● What is required:
Pull every line with "struct" from the entries below.

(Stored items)
- - -

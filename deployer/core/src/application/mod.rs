// Copyright (c) 2026 sysforge contributors
// SPDX-License-Identifier: GPL-2.0

pub mod deploy;

pub use deploy::{DeployConfig, DeploymentOrchestrator};
//! Artifact retrieval from the local and remote caches.
//!
//! Built system artifacts are tarballs keyed by artifact name. Retrieval is
//! a single pass: the local cache is consulted first; on a miss the remote
//! cache is asked and, on a hit there, the artifact is copied into the
//! local cache before being served from it. A miss in both caches is a
//! hard failure telling the caller to build the system first. No retries.

use std::path::{Path, PathBuf};
use std::sync::Arc;

use async_trait::async_trait;
use tracing::{debug, info};

use crate::domain::errors::DeployError;

/// Handle for a resolved build artifact.
///
/// Produced by the build-resolution collaborator; the engine only consumes
/// the artifact name and the configuration-extension list attached to it.
#[derive(Debug, Clone)]
pub struct ResolvedArtifact {
    /// Cache key and human-readable artifact name.
    pub name: String,

    /// Configuration extensions to run against the unpacked tree, in order.
    pub configuration_extensions: Vec<String>,
}

/// Directory-backed local artifact cache.
///
/// Artifacts are stored as `<root>/<name>.tar`. The cache is a shared read
/// path across deployments; writes go through a temp-file-then-rename so a
/// concurrent reader never sees a partial artifact.
#[derive(Debug, Clone)]
pub struct LocalArtifactCache {
    root: PathBuf,
}

impl LocalArtifactCache {
    pub fn new(root: impl Into<PathBuf>) -> Result<Self, DeployError> {
        let root = root.into();
        std::fs::create_dir_all(&root)?;
        Ok(Self { root })
    }

    fn path_for(&self, name: &str) -> PathBuf {
        self.root.join(format!("{name}.tar"))
    }

    /// Path of a cached artifact, if present.
    pub fn get(&self, name: &str) -> Option<PathBuf> {
        let path = self.path_for(name);
        path.is_file().then_some(path)
    }

    /// Atomically install a fetched artifact from `staged` under `name`.
    fn install(&self, name: &str, staged: &Path) -> Result<PathBuf, DeployError> {
        let target = self.path_for(name);
        std::fs::rename(staged, &target)?;
        Ok(target)
    }

    /// Staging path for an in-flight fetch of `name`.
    fn staging_path(&self, name: &str) -> PathBuf {
        self.root.join(format!(".{name}.tar.partial"))
    }
}

/// Remote artifact cache collaborator.
///
/// The storage implementation (HTTP artifact server, shared filesystem,
/// object store) lives outside this engine; only the query/fetch contract
/// is fixed here.
#[async_trait]
pub trait RemoteArtifactCache: Send + Sync {
    /// Whether the remote cache holds an artifact with this name.
    async fn contains(&self, name: &str) -> Result<bool, DeployError>;

    /// Copy the named artifact into `dest`.
    async fn fetch(&self, name: &str, dest: &Path) -> Result<(), DeployError>;
}

/// Remote cache backed by a mounted directory, for shared-filesystem
/// artifact stores and for tests.
#[derive(Debug, Clone)]
pub struct FilesystemRemoteCache {
    root: PathBuf,
}

impl FilesystemRemoteCache {
    pub fn new(root: impl Into<PathBuf>) -> Self {
        Self { root: root.into() }
    }

    fn path_for(&self, name: &str) -> PathBuf {
        self.root.join(format!("{name}.tar"))
    }
}

#[async_trait]
impl RemoteArtifactCache for FilesystemRemoteCache {
    async fn contains(&self, name: &str) -> Result<bool, DeployError> {
        Ok(self.path_for(name).is_file())
    }

    async fn fetch(&self, name: &str, dest: &Path) -> Result<(), DeployError> {
        let source = self.path_for(name);
        let dest = dest.to_path_buf();
        tokio::task::spawn_blocking(move || std::fs::copy(&source, &dest).map(|_| ()))
            .await
            .map_err(|e| DeployError::Other(e.into()))??;
        Ok(())
    }
}

/// Obtains a readable artifact for deployment, local cache first.
pub struct ArtifactRetriever {
    local: LocalArtifactCache,
    remote: Option<Arc<dyn RemoteArtifactCache>>,
}

impl ArtifactRetriever {
    pub fn new(local: LocalArtifactCache, remote: Option<Arc<dyn RemoteArtifactCache>>) -> Self {
        Self { local, remote }
    }

    /// Resolve the artifact to a local tarball path, fetching from the
    /// remote cache if needed. Fails with [`DeployError::NotBuilt`] when
    /// the artifact exists in neither cache.
    pub async fn obtain(&self, artifact: &ResolvedArtifact) -> Result<PathBuf, DeployError> {
        if let Some(path) = self.local.get(&artifact.name) {
            debug!(artifact = %artifact.name, "artifact found in local cache");
            return Ok(path);
        }

        if let Some(remote) = &self.remote {
            if remote.contains(&artifact.name).await? {
                info!(artifact = %artifact.name, "fetching artifact from remote cache");
                let staged = self.local.staging_path(&artifact.name);
                remote.fetch(&artifact.name, &staged).await?;
                return self.local.install(&artifact.name, &staged);
            }
        }

        Err(DeployError::NotBuilt {
            artifact: artifact.name.clone(),
        })
    }
}

#[cfg(test)]
mod tests {
    use super::*;
    use std::sync::atomic::{AtomicUsize, Ordering};

    fn artifact(name: &str) -> ResolvedArtifact {
        ResolvedArtifact {
            name: name.to_string(),
            configuration_extensions: vec![],
        }
    }

    /// Remote cache mock that counts queries and fetches.
    struct CountingRemote {
        root: PathBuf,
        contains_calls: AtomicUsize,
        fetch_calls: AtomicUsize,
    }

    impl CountingRemote {
        fn new(root: PathBuf) -> Self {
            Self {
                root,
                contains_calls: AtomicUsize::new(0),
                fetch_calls: AtomicUsize::new(0),
            }
        }
    }

    #[async_trait]
    impl RemoteArtifactCache for CountingRemote {
        async fn contains(&self, name: &str) -> Result<bool, DeployError> {
            self.contains_calls.fetch_add(1, Ordering::SeqCst);
            Ok(self.root.join(format!("{name}.tar")).is_file())
        }

        async fn fetch(&self, name: &str, dest: &Path) -> Result<(), DeployError> {
            self.fetch_calls.fetch_add(1, Ordering::SeqCst);
            std::fs::copy(self.root.join(format!("{name}.tar")), dest)?;
            Ok(())
        }
    }

    #[tokio::test]
    async fn local_hit_never_touches_remote() {
        let local_dir = tempfile::tempdir().unwrap();
        let remote_dir = tempfile::tempdir().unwrap();
        std::fs::write(local_dir.path().join("sys.tar"), b"tarball").unwrap();

        let remote = Arc::new(CountingRemote::new(remote_dir.path().to_path_buf()));
        let retriever = ArtifactRetriever::new(
            LocalArtifactCache::new(local_dir.path()).unwrap(),
            Some(remote.clone()),
        );

        let path = retriever.obtain(&artifact("sys")).await.unwrap();
        assert_eq!(path, local_dir.path().join("sys.tar"));
        assert_eq!(remote.contains_calls.load(Ordering::SeqCst), 0);
        assert_eq!(remote.fetch_calls.load(Ordering::SeqCst), 0);
    }

    #[tokio::test]
    async fn remote_hit_is_copied_locally_exactly_once() {
        let local_dir = tempfile::tempdir().unwrap();
        let remote_dir = tempfile::tempdir().unwrap();
        std::fs::write(remote_dir.path().join("sys.tar"), b"tarball").unwrap();

        let remote = Arc::new(CountingRemote::new(remote_dir.path().to_path_buf()));
        let retriever = ArtifactRetriever::new(
            LocalArtifactCache::new(local_dir.path()).unwrap(),
            Some(remote.clone()),
        );

        let path = retriever.obtain(&artifact("sys")).await.unwrap();
        assert_eq!(path, local_dir.path().join("sys.tar"));
        assert_eq!(std::fs::read(&path).unwrap(), b"tarball");
        assert_eq!(remote.fetch_calls.load(Ordering::SeqCst), 1);

        // Second call is served from the local cache.
        retriever.obtain(&artifact("sys")).await.unwrap();
        assert_eq!(remote.fetch_calls.load(Ordering::SeqCst), 1);
    }

    #[tokio::test]
    async fn miss_in_both_caches_is_not_built() {
        let local_dir = tempfile::tempdir().unwrap();
        let remote_dir = tempfile::tempdir().unwrap();

        let remote = Arc::new(CountingRemote::new(remote_dir.path().to_path_buf()));
        let retriever = ArtifactRetriever::new(
            LocalArtifactCache::new(local_dir.path()).unwrap(),
            Some(remote),
        );

        let err = retriever.obtain(&artifact("sys")).await.unwrap_err();
        assert!(matches!(err, DeployError::NotBuilt { .. }));
        // No partial files left in the local cache.
        assert_eq!(std::fs::read_dir(local_dir.path()).unwrap().count(), 0);
    }

    #[tokio::test]
    async fn missing_remote_means_local_only() {
        let local_dir = tempfile::tempdir().unwrap();
        let retriever =
            ArtifactRetriever::new(LocalArtifactCache::new(local_dir.path()).unwrap(), None);

        let err = retriever.obtain(&artifact("sys")).await.unwrap_err();
        assert!(matches!(err, DeployError::NotBuilt { .. }));
    }
}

- - -

● Answer to this problem:
pub struct ResolvedArtifact {
pub struct LocalArtifactCache {
pub struct FilesystemRemoteCache {
pub struct ArtifactRetriever {
    struct CountingRemote {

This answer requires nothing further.